For three years, nothing further was heard from the lost Franklin expedition. In 1848 searches began in earnest when a reward of 10,000 was posted. In 1848, Dr. John Rae (1813-98), an employee of the Hudson's Bay Company, accompanied Sir John Richardson of the Royal Navy in search of either news, the survivors, or the remains of the polar expedition. In 1853-54, Rae searched King William's Land. In October, 1854, Dr. Rae encountered Inuit hunters, from whom he acquired artifacts from the Franklin expedition from Inuit hunters, who recounted a strange tale of dementia and cannibalism in the Canadian arctic. Rae, concluding that the expedition's members had perished from scurvy and hunger, and had resorted to cannibalism, conveyed the Eskimos' report to the British Admiralty.

Since young Charles Dickens was fascinated by stories of South Sea exploration in general and the Bounty mutiny in particular, probably through his favourite juvenile reading, the Terrific Register, it is likely that Dickens had thoroughly immersed himself in the literature of exploration long before he came to write his two-part article on the Franklin expedition. While he did not accuse of Rae of lying, he totally rejected the notion that these emissaries of European civilisation would have stooped to so barbaric an act, even to preserve themselves. Rather, Dickens attacked the veracity of the Eskimo witnesses, who, he suspected, were embellishing their account to suit their European auditors.

The notion that the Arctic wastes had been so cold as to freeze the capability of someone like Franklin to feel and express his moral sentiments was unacceptable. Attracted in his fiction to embodiments of evil, to destroyers and engorgers, Dickens often located the sources of such depravity in social pressures and deformation. Other times he admitted the insufficiency of such an explanation. He preferred, though, to explain human nature in the terms of eighteenth-century moral philosophy: Human beings are innately good; their goodness resides in their natural moral sentiments (Kaplan, p. 353).

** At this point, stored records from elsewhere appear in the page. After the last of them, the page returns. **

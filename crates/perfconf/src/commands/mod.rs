//! CLI command dispatch and execution

use anyhow::Result;
use clap::{Parser, Subcommand};

mod get;
mod show;

/// perfconf - resolved configuration for GoCD performance-test tooling
#[derive(Parser, Debug)]
#[command(
    name = "perfconf",
    version,
    about = "Resolved configuration for GoCD performance-test tooling",
    long_about = "Reads the documented environment overrides, applies defaults, and prints \
                  the resolved values consumed by the install scripts and the load generator"
)]
pub struct Cli {
    #[command(subcommand)]
    command: Commands,
}

#[derive(Subcommand, Debug)]
enum Commands {
    /// Show every resolved value
    Show(show::ShowArgs),

    /// Print a single resolved value, script-friendly
    Get(get::GetArgs),
}

impl Cli {
    /// Execute the CLI command
    pub fn execute(self) -> Result<()> {
        match self.command {
            Commands::Show(args) => show::execute(args),
            Commands::Get(args) => get::execute(args),
        }
    }
}
//! Configuration resolution for GoCD performance-test tooling
//!
//! This crate reads named environment overrides, applies documented
//! defaults, and exposes the results as typed accessors consumed by the
//! test orchestrator and install scripts. Three resolvers cover the three
//! variable namespaces:
//!
//! - [`SetupConfig`] — installation and load-shape parameters
//! - [`ServerConfig`] — server runtime parameters and derived URLs
//! - [`UpdateConfig`] — generic update intervals
//!
//! All resolvers read from an immutable [`EnvSource`] snapshot taken at
//! construction, so results are deterministic and testable without touching
//! the process environment. The one exception to "no side effects" is
//! [`SetupConfig::go_version`], which falls back to a blocking fetch of the
//! public releases manifest when `GO_VERSION` is unset.

pub mod env;
pub mod error;
pub mod logging;
pub mod releases;
pub mod server;
pub mod setup;
pub mod types;
pub mod updates;

pub use env::{EnvSource, Fallback};
pub use error::ConfigError;
pub use releases::{GoVersion, RELEASES_JSON_URL};
pub use server::ServerConfig;
pub use setup::SetupConfig;
pub use types::{Cadence, MaterialsRatio, ServerEnvironment};
pub use updates::UpdateConfig;
//! Error types for configuration resolution

use thiserror::Error;

/// Errors surfaced by the resolvers.
///
/// Only two accessors can fail on their own: the required credential lookup
/// and the version-format check. The manifest variants cover the single
/// remote operation behind [`crate::SetupConfig::go_version`].
#[derive(Debug, Error)]
pub enum ConfigError {
    /// A required variable was absent from the environment.
    #[error("Missing {var} environment variable")]
    MissingRequiredConfig { var: &'static str },

    /// A resolved version string did not split into `<version>-<build>`.
    #[error("Wrong version format {value:?}, use 16.X.X-xxxx")]
    MalformedVersionFormat { value: String },

    /// The releases manifest could not be fetched.
    #[error("Failed to fetch releases manifest from {url}: {source}")]
    ManifestFetch {
        url: String,
        #[source]
        source: reqwest::Error,
    },

    /// The releases manifest body was not a JSON array of release records.
    #[error("Failed to parse releases manifest from {url}: {source}")]
    ManifestParse {
        url: String,
        #[source]
        source: reqwest::Error,
    },

    /// The releases manifest parsed but listed no versions.
    #[error("Releases manifest at {url} lists no versions")]
    EmptyManifest { url: String },
}
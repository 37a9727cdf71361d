//! Immutable environment snapshot and lookup primitives
//!
//! Resolvers never read `std::env` directly; they are handed an
//! [`EnvSource`] at construction. That keeps every accessor deterministic
//! with respect to the snapshot and lets tests build arbitrary environments
//! without mutating process state.

use std::collections::HashMap;
use std::str::FromStr;

use crate::error::ConfigError;

/// Fallback applied when a variable is unset: either a literal default or a
/// lazily-invoked computation. Only the remote version lookup needs the
/// computed form; everything else goes through [`EnvSource::string_or`].
pub enum Fallback<'a> {
    /// A literal default value.
    Literal(&'a str),
    /// A computation run only when the variable is absent.
    Computed(&'a dyn Fn() -> Result<String, ConfigError>),
}

/// Read-only snapshot of environment variables.
#[derive(Debug, Clone, Default)]
pub struct EnvSource {
    vars: HashMap<String, String>,
}

impl EnvSource {
    /// Snapshot the current process environment.
    pub fn from_process() -> Self {
        Self {
            vars: std::env::vars().collect(),
        }
    }

    /// An empty snapshot. Combine with [`EnvSource::with_var`] in tests.
    pub fn empty() -> Self {
        Self::default()
    }

    /// Return a copy of this snapshot with one variable set.
    #[must_use]
    pub fn with_var(mut self, key: impl Into<String>, value: impl Into<String>) -> Self {
        self.vars.insert(key.into(), value.into());
        self
    }

    /// Raw lookup.
    pub fn get(&self, key: &str) -> Option<&str> {
        self.vars.get(key).map(String::as_str)
    }

    /// Lookup with a literal default.
    pub fn string_or(&self, key: &str, default: &str) -> String {
        self.get(key).unwrap_or(default).to_string()
    }

    /// Integer lookup with a typed default.
    ///
    /// A variable that is present but non-numeric resolves to zero rather
    /// than erroring; the default applies only when the variable is absent.
    pub fn int_or<T>(&self, key: &str, default: T) -> T
    where
        T: FromStr + Default,
    {
        match self.get(key) {
            Some(raw) => raw.trim().parse().unwrap_or_default(),
            None => default,
        }
    }

    /// Lookup that fails with [`ConfigError::MissingRequiredConfig`] when
    /// the variable is absent.
    pub fn required(&self, key: &'static str) -> Result<String, ConfigError> {
        self.get(key)
            .map(str::to_string)
            .ok_or(ConfigError::MissingRequiredConfig { var: key })
    }

    /// Boolean flag rule: set only when the value is exactly `"Y"`.
    /// Any other value, including `"y"` and `"yes"`, reads as unset.
    pub fn flag(&self, key: &str) -> bool {
        self.get(key) == Some("Y")
    }

    /// Lookup with an explicit [`Fallback`]. `Computed` fallbacks run only
    /// when the variable is absent.
    pub fn resolve(&self, key: &str, fallback: Fallback<'_>) -> Result<String, ConfigError> {
        if let Some(value) = self.get(key) {
            return Ok(value.to_string());
        }
        match fallback {
            Fallback::Literal(value) => Ok(value.to_string()),
            Fallback::Computed(compute) => compute(),
        }
    }
}

#[cfg(test)]
mod tests {
    use super::*;
    use serial_test::serial;

    #[test]
    fn test_string_or_prefers_set_value() {
        let env = EnvSource::empty().with_var("GIT_ROOT", "elsewhere");
        assert_eq!(env.string_or("GIT_ROOT", "gitrepos"), "elsewhere");
        assert_eq!(env.string_or("UNSET", "gitrepos"), "gitrepos");
    }

    #[test]
    fn test_int_or_default_when_absent() {
        let env = EnvSource::empty();
        assert_eq!(env.int_or("NO_OF_AGENTS", 10u64), 10);
    }

    #[test]
    fn test_int_or_parses_present_value() {
        let env = EnvSource::empty().with_var("NO_OF_AGENTS", "3");
        assert_eq!(env.int_or("NO_OF_AGENTS", 10u64), 3);
    }

    #[test]
    fn test_int_or_non_numeric_resolves_to_zero() {
        let env = EnvSource::empty().with_var("NO_OF_AGENTS", "lots");
        assert_eq!(env.int_or("NO_OF_AGENTS", 10u64), 0);
    }

    #[test]
    fn test_required_missing() {
        let env = EnvSource::empty();
        let err = env.required("TFS_PWD").unwrap_err();
        assert!(matches!(
            err,
            ConfigError::MissingRequiredConfig { var: "TFS_PWD" }
        ));
    }

    #[test]
    fn test_required_present() {
        let env = EnvSource::empty().with_var("TFS_PWD", "x");
        assert_eq!(env.required("TFS_PWD").unwrap(), "x");
    }

    #[test]
    fn test_flag_exact_y_only() {
        assert!(EnvSource::empty().with_var("INCLUDE_PLUGINS", "Y").flag("INCLUDE_PLUGINS"));
        assert!(!EnvSource::empty().with_var("INCLUDE_PLUGINS", "y").flag("INCLUDE_PLUGINS"));
        assert!(!EnvSource::empty().with_var("INCLUDE_PLUGINS", "yes").flag("INCLUDE_PLUGINS"));
        assert!(!EnvSource::empty().with_var("INCLUDE_PLUGINS", "1").flag("INCLUDE_PLUGINS"));
        assert!(!EnvSource::empty().flag("INCLUDE_PLUGINS"));
    }

    #[test]
    fn test_resolve_literal_fallback() {
        let env = EnvSource::empty();
        let value = env.resolve("DOWNLOAD_URL", Fallback::Literal("https://example.test")).unwrap();
        assert_eq!(value, "https://example.test");
    }

    #[test]
    fn test_resolve_computed_runs_only_when_absent() {
        let env = EnvSource::empty().with_var("GO_VERSION", "16.2.1-4444");
        let compute =
            || -> Result<String, ConfigError> { panic!("fallback must not run when the variable is set") };
        let value = env.resolve("GO_VERSION", Fallback::Computed(&compute)).unwrap();
        assert_eq!(value, "16.2.1-4444");

        let fetched = || Ok("16.3.0-3183".to_string());
        let value = EnvSource::empty()
            .resolve("GO_VERSION", Fallback::Computed(&fetched))
            .unwrap();
        assert_eq!(value, "16.3.0-3183");
    }

    #[test]
    #[serial]
    fn test_from_process_sees_set_variable() {
        unsafe { std::env::set_var("PERFCONF_SNAPSHOT_PROBE", "probe") };
        let env = EnvSource::from_process();
        assert_eq!(env.get("PERFCONF_SNAPSHOT_PROBE"), Some("probe"));
        unsafe { std::env::remove_var("PERFCONF_SNAPSHOT_PROBE") };

        // Snapshots are immutable: removal does not affect the taken copy.
        assert_eq!(env.get("PERFCONF_SNAPSHOT_PROBE"), Some("probe"));
    }
}
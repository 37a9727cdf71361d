//! Get command implementation

use anyhow::{Result, bail};
use clap::Args;
use perfconf_core::{EnvSource, ServerConfig, SetupConfig, UpdateConfig};

/// Keys accepted by `perfconf get`, kebab-case accessor names.
const KEYS: &[&str] = &[
    "pipelines",
    "agents",
    "thread-groups",
    "load-test-duration",
    "git-repository-host",
    "server-install-dir",
    "agents-install-dir",
    "include-plugins",
    "plugin-src-dir",
    "tools-dir",
    "jmeter-dir",
    "jmeter-bin",
    "tee-dir",
    "tee-path",
    "download-url",
    "go-version",
    "config-save-cadence",
    "git-root",
    "git-repos",
    "git-commit-cadence",
    "tfs-commit-cadence",
    "tfs-user",
    "tfs-pwd",
    "tfs-url",
    "materials-ratio",
    "auth",
    "host",
    "port",
    "secure-port",
    "base-url",
    "url",
    "secure-url",
    "server-environment",
    "config-update-interval",
    "scm-commit-interval",
    "server-dir",
    "releases-json-url",
];

/// Print a single resolved value
///
/// Lists print one element per line; composite values print as JSON.
/// `get go-version` resolves against the releases manifest when
/// `GO_VERSION` is unset; every other key stays offline.
#[derive(Args, Debug)]
pub struct GetArgs {
    /// Key to resolve (kebab-case accessor name)
    key: String,
}

/// Execute the get command
pub fn execute(args: GetArgs) -> Result<()> {
    let env = EnvSource::from_process();
    let work_dir = std::env::current_dir()?;

    let setup = SetupConfig::new(env.clone(), work_dir);
    let server = ServerConfig::new(env.clone());
    let updates = UpdateConfig::new(env);

    match args.key.as_str() {
        "pipelines" => print_lines(&setup.pipelines()),
        "agents" => print_lines(&setup.agents()),
        "thread-groups" => {
            for id in setup.thread_groups() {
                println!("{id}");
            }
        }
        "load-test-duration" => println!("{}", setup.load_test_duration()),
        "git-repository-host" => println!("{}", setup.git_repository_host()),
        "server-install-dir" => println!("{}", setup.server_install_dir().display()),
        "agents-install-dir" => println!("{}", setup.agents_install_dir().display()),
        "include-plugins" => println!("{}", setup.include_plugins()),
        "plugin-src-dir" => println!("{}", setup.plugin_src_dir().display()),
        "tools-dir" => println!("{}", setup.tools_dir().display()),
        "jmeter-dir" => println!("{}", setup.jmeter_dir().display()),
        "jmeter-bin" => println!("{}", setup.jmeter_bin().display()),
        "tee-dir" => println!("{}", setup.tee_dir().display()),
        "tee-path" => println!("{}", setup.tee_path().display()),
        "download-url" => println!("{}", setup.download_url()),
        "go-version" => println!("{}", setup.go_version()?),
        "config-save-cadence" => print_json(&setup.config_save_cadence())?,
        "git-root" => println!("{}", setup.git_root()),
        "git-repos" => print_lines(&setup.git_repos()),
        "git-commit-cadence" => print_json(&setup.git_commit_cadence())?,
        "tfs-commit-cadence" => print_json(&setup.tfs_commit_cadence())?,
        "tfs-user" => println!("{}", setup.tfs_user()),
        "tfs-pwd" => println!("{}", setup.tfs_pwd()?),
        "tfs-url" => println!("{}", setup.tfs_url()),
        "materials-ratio" => print_json(&setup.materials_ratio())?,
        // Unset auth prints nothing; scripts treat empty output as "no credential".
        "auth" => {
            if let Some(auth) = server.auth() {
                println!("{auth}");
            }
        }
        "host" => println!("{}", server.host()),
        "port" => println!("{}", server.port()),
        "secure-port" => println!("{}", server.secure_port()),
        "base-url" => println!("{}", server.base_url()),
        "url" => println!("{}", server.url()),
        "secure-url" => println!("{}", server.secure_url()),
        "server-environment" => {
            for (name, value) in server.environment().to_env_pairs() {
                println!("{name}={value}");
            }
        }
        "config-update-interval" => println!("{}", updates.config_update_interval()),
        "scm-commit-interval" => println!("{}", updates.scm_commit_interval()),
        "server-dir" => println!("{}", updates.server_dir().display()),
        "releases-json-url" => println!("{}", updates.releases_json_url()),
        unknown => bail!("Unknown key {unknown:?}. Valid keys: {}", KEYS.join(", ")),
    }

    Ok(())
}

fn print_lines(values: &[String]) {
    for value in values {
        println!("{value}");
    }
}

fn print_json<T: serde::Serialize>(value: &T) -> Result<()> {
    println!("{}", serde_json::to_string(value)?);
    Ok(())
}
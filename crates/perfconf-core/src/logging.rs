//! Shared logging initialization for perfconf binaries.

use std::sync::OnceLock;

static INIT: OnceLock<()> = OnceLock::new();

fn parse_level() -> tracing::Level {
    match std::env::var("PERFCONF_LOG")
        .unwrap_or_else(|_| "info".to_string())
        .to_ascii_lowercase()
        .as_str()
    {
        "trace" => tracing::Level::TRACE,
        "debug" => tracing::Level::DEBUG,
        "warn" => tracing::Level::WARN,
        "error" => tracing::Level::ERROR,
        _ => tracing::Level::INFO,
    }
}

/// Initialize process-level tracing output from `PERFCONF_LOG`.
///
/// Safe to call multiple times; only the first call installs the
/// subscriber. Best-effort and never returns an error.
pub fn init() {
    if INIT.get().is_some() {
        return;
    }
    let _ = tracing_subscriber::fmt()
        .with_max_level(parse_level())
        .with_target(false)
        .try_init();
    let _ = INIT.set(());
}
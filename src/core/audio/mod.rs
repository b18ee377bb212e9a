//! Audio output: drives the waveform producer from the device's callback thread

mod block;

pub use block::{BlockReader, StreamPosition};

use std::sync::Arc;
use std::time::Duration;

use anyhow::{anyhow, bail, Context, Result};
use cpal::traits::{DeviceTrait, HostTrait, StreamTrait};
use cpal::{FromSample, SampleFormat, SizedSample, Stream, StreamConfig};
use log::{error, info, warn};

use crate::core::synth::{NoteState, SynthConfig, WaveformProducer};

/// A running output stream on the default device.
pub struct AudioOutput {
    _stream: Stream,
    device_name: String,
    position: StreamPosition,
}

impl AudioOutput {
    /// Open the default output device and start pulling blocks from a new producer.
    ///
    /// The device's own sample rate wins over `config.sample_rate` so pitch stays correct.
    pub fn start(
        mut config: SynthConfig,
        master_volume: f32,
        notes: Arc<NoteState>,
    ) -> Result<Self> {
        let host = cpal::default_host();
        info!("Using audio host: {}", host.id().name());

        let device = host
            .default_output_device()
            .ok_or_else(|| anyhow!("No output device available"))?;
        let device_name = device.name().unwrap_or_else(|_| "<unnamed>".to_string());
        info!("Using output device: {}", device_name);

        let supported = device
            .default_output_config()
            .context("Failed to query default output config")?;
        let sample_format = supported.sample_format();
        let stream_config = StreamConfig::from(supported);
        let sample_rate = stream_config.sample_rate.0;
        let channels = stream_config.channels;

        if sample_rate != config.sample_rate {
            warn!(
                "Device runs at {} Hz, overriding configured {} Hz",
                sample_rate, config.sample_rate
            );
            config.sample_rate = sample_rate;
        }
        info!(
            "Stream config: {} Hz, {} channel(s), {:?}, {} samples per block, {} waveform",
            sample_rate, channels, sample_format, config.block_size, config.waveform
        );

        let reader = BlockReader::new(WaveformProducer::new(config, notes));
        let position = reader.position();
        let volume = master_volume;
        let stream = match sample_format {
            SampleFormat::F32 => build_stream::<f32>(&device, &stream_config, reader, volume),
            SampleFormat::I16 => build_stream::<i16>(&device, &stream_config, reader, volume),
            SampleFormat::U16 => build_stream::<u16>(&device, &stream_config, reader, volume),
            other => bail!("Unsupported sample format: {:?}", other),
        }?;

        stream.play().context("Failed to start audio stream")?;
        info!("Audio stream started");

        Ok(Self {
            _stream: stream,
            device_name,
            position,
        })
    }

    pub fn device_name(&self) -> &str {
        &self.device_name
    }

    /// Stream time produced so far.
    pub fn elapsed(&self) -> Duration {
        self.position.elapsed()
    }
}

fn build_stream<T>(
    device: &cpal::Device,
    config: &StreamConfig,
    mut reader: BlockReader,
    volume: f32,
) -> Result<Stream>
where
    T: SizedSample + FromSample<f32> + Send + 'static,
{
    let channels = config.channels as usize;
    let err_fn = |err| error!("An error occurred on the audio stream: {}", err);

    let stream = device
        .build_output_stream(
            config,
            move |data: &mut [T], _: &cpal::OutputCallbackInfo| {
                reader.fill_interleaved(data, channels, volume);
            },
            err_fn,
            None,
        )
        .context("Failed to build output stream")?;

    Ok(stream)
}
const A4_MIDI: f64 = 69.0;
const A4_FREQ: f64 = 440.0;

const NOTE_NAMES: [&str; 12] = ["C", "C#", "D", "D#", "E", "F", "F#", "G", "G#", "A", "A#", "B"];

/// Convert a MIDI note number to its equal-tempered frequency in Hz (A4 = 440 Hz)
pub fn midi_note_to_freq(note: u8) -> f64 {
    A4_FREQ * 2.0f64.powf((note as f64 - A4_MIDI) / 12.0)
}

/// Scientific pitch name, e.g. 60 -> "C4", 61 -> "C#4"
pub fn note_name(note: u8) -> String {
    let octave = note as i32 / 12 - 1;
    format!("{}{}", NOTE_NAMES[note as usize % 12], octave)
}

/// Format a frequency value with appropriate unit suffix (Hz, kHz)
pub fn format_frequency(freq: f64) -> String {
    if freq >= 1000.0 {
        format!("{:.2} kHz", freq / 1000.0)
    } else {
        format!("{:.1} Hz", freq)
    }
}

pub fn format_bytes_hex(bytes: &[u8]) -> String {
    bytes
        .iter()
        .map(|b| format!("0x{:02x}", b))
        .collect::<Vec<_>>()
        .join(", ")
}
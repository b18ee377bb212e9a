use anyhow::Result;
use env_logger::Env;
use log::info;

use midiplayer::{MidiInputHandler, Player, PlayerSettings};

fn main() -> Result<()> {
    env_logger::Builder::from_env(Env::default().default_filter_or("info")).init();
    info!("Starting application");

    let settings = PlayerSettings::load_or_create()?;
    info!(
        "{} waveform, amplitude {}, master volume {}",
        settings.waveform, settings.amplitude, settings.master_volume
    );

    for port in MidiInputHandler::list_ports()? {
        info!("MIDI input available: {}", port);
    }

    let player = Player::start(&settings)?;
    player.run()
}
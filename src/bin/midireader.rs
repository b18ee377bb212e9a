//! Dump every message from the configured MIDI input port.

use anyhow::Result;
use env_logger::Env;
use log::info;

use midiplayer::core::midi::MidiMessage;
use midiplayer::utils::helpers::{format_bytes_hex, note_name};
use midiplayer::{MidiInputHandler, PlayerSettings};

fn main() -> Result<()> {
    env_logger::Builder::from_env(Env::default().default_filter_or("info")).init();

    let settings = PlayerSettings::load_or_create()?;

    for port in MidiInputHandler::list_ports()? {
        info!("Input port: {}", port);
    }

    let mut midi = MidiInputHandler::new();
    let (_port, messages) = midi.connect_raw(&settings.midi_port)?;

    // the connection owns the sender, so this runs until the process is interrupted
    for message in messages.iter() {
        let decoded = match MidiMessage::parse(&message.bytes) {
            MidiMessage::NoteOn { note, velocity, .. } => {
                format!(" note on {} vel {}", note_name(note), velocity)
            }
            MidiMessage::NoteOff { note, .. } => format!(" note off {}", note_name(note)),
            MidiMessage::Other => String::new(),
        };
        info!(
            "Received MIDI message with {} bytes: {{ {} }} at timestamp {}{}",
            message.bytes.len(),
            format_bytes_hex(&message.bytes),
            message.timestamp,
            decoded
        );
    }

    Ok(())
}
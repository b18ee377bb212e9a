pub mod note_state;
pub mod producer;

pub use note_state::{NoteChange, NoteSnapshot, NoteState};
pub use producer::{ProducerMode, WaveformProducer};

use crate::core::oscillator::Waveform;

pub const DEFAULT_SAMPLE_RATE: u32 = 48_000;
/// 10 ms at the default sample rate
pub const DEFAULT_BLOCK_SIZE: usize = 480;
pub const DEFAULT_AMPLITUDE: f32 = 0.3;

/// Producer configuration, fixed for the lifetime of a producer.
#[derive(Debug, Clone, PartialEq)]
pub struct SynthConfig {
    pub sample_rate: u32,
    pub waveform: Waveform,
    /// Peak amplitude in [0.0, 1.0]
    pub amplitude: f32,
    /// Samples per pull
    pub block_size: usize,
}

impl Default for SynthConfig {
    fn default() -> Self {
        Self {
            sample_rate: DEFAULT_SAMPLE_RATE,
            waveform: Waveform::default(),
            amplitude: DEFAULT_AMPLITUDE,
            block_size: DEFAULT_BLOCK_SIZE,
        }
    }
}
use std::f64::consts::TAU;

/// Oscillator position within one cycle, in radians, always in `[0, 2π)`.
#[derive(Debug, Clone, Copy, PartialEq, PartialOrd, Default)]
pub struct Phase(f64);

impl Phase {
    pub const ZERO: Phase = Phase(0.0);

    pub fn new(radians: f64) -> Self {
        Self(wrap(radians))
    }

    pub fn radians(self) -> f64 {
        self.0
    }

    /// Block-level advance. Uses a true modulo so any increment is safe.
    pub fn advance(&mut self, delta: f64) {
        self.0 = wrap(self.0 + delta);
    }

    /// Per-sample step. A single subtraction of 2π covers audio-rate steps;
    /// steps of a full cycle or more fall through to the modulo.
    pub fn step(&mut self, delta: f64) {
        self.0 += delta;
        if self.0 >= TAU {
            self.0 -= TAU;
            if self.0 >= TAU {
                self.0 = wrap(self.0);
            }
        }
    }
}

/// Radians advanced per sample for `frequency` Hz at `sample_rate` Hz.
pub fn phase_increment(frequency: f64, sample_rate: u32) -> f64 {
    TAU * frequency / sample_rate as f64
}

fn wrap(radians: f64) -> f64 {
    let wrapped = radians.rem_euclid(TAU);
    // rem_euclid can round up to exactly TAU for tiny negative inputs
    if wrapped >= TAU {
        0.0
    } else {
        wrapped
    }
}

#[cfg(test)]
mod tests {
    use super::*;

    #[test]
    fn test_new_wraps_into_range() {
        assert_eq!(Phase::new(TAU).radians(), 0.0);
        assert!((Phase::new(TAU + 1.0).radians() - 1.0).abs() < 1e-12);
        assert!((Phase::new(-1.0).radians() - (TAU - 1.0)).abs() < 1e-12);
        assert_eq!(Phase::new(-1e-300).radians(), 0.0);
    }

    #[test]
    fn test_advance_handles_many_cycles() {
        let mut phase = Phase::ZERO;
        phase.advance(10.0 * TAU + 0.5);
        assert!((phase.radians() - 0.5).abs() < 1e-9);
    }

    #[test]
    fn test_step_single_subtraction() {
        let mut phase = Phase::new(TAU - 0.1);
        phase.step(0.2);
        assert!((phase.radians() - 0.1).abs() < 1e-12);
    }

    #[test]
    fn test_step_larger_than_cycle() {
        let mut phase = Phase::ZERO;
        phase.step(3.5 * TAU);
        assert!(phase.radians() < TAU);
        assert!((phase.radians() - 0.5 * TAU).abs() < 1e-9);
    }

    #[test]
    fn test_phase_increment() {
        let step = phase_increment(480.0, 48_000);
        assert!((step - TAU / 100.0).abs() < 1e-15);
    }
}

In Frozen in Time: Unlocking the Secrets of the Franklin Expedition (1988), Owen Beattie and John Geiger conclude that knife marks on some of the bones provide physical evidence to support the tales of cannibalism which the Inuit told to Dr. John Rae in the spring of 1854:

Fracture lines also indicated that the skull [found at Booth Point, King William's Land] had been forcibly broken; the face, including both jaws and all the teeth, was missing. Evidence that the body had been intentionally dismembered was further supported by the selective parts of the skeleton found: the head, arms, and legs. Besides the face, most of the skeleton was missing, including the twenty-four ribs, sternum (breastbone), all twenty-four vertebrae of the back, the two clavicles (collar bones) and two scapulas (shoulder blades). [p. 59]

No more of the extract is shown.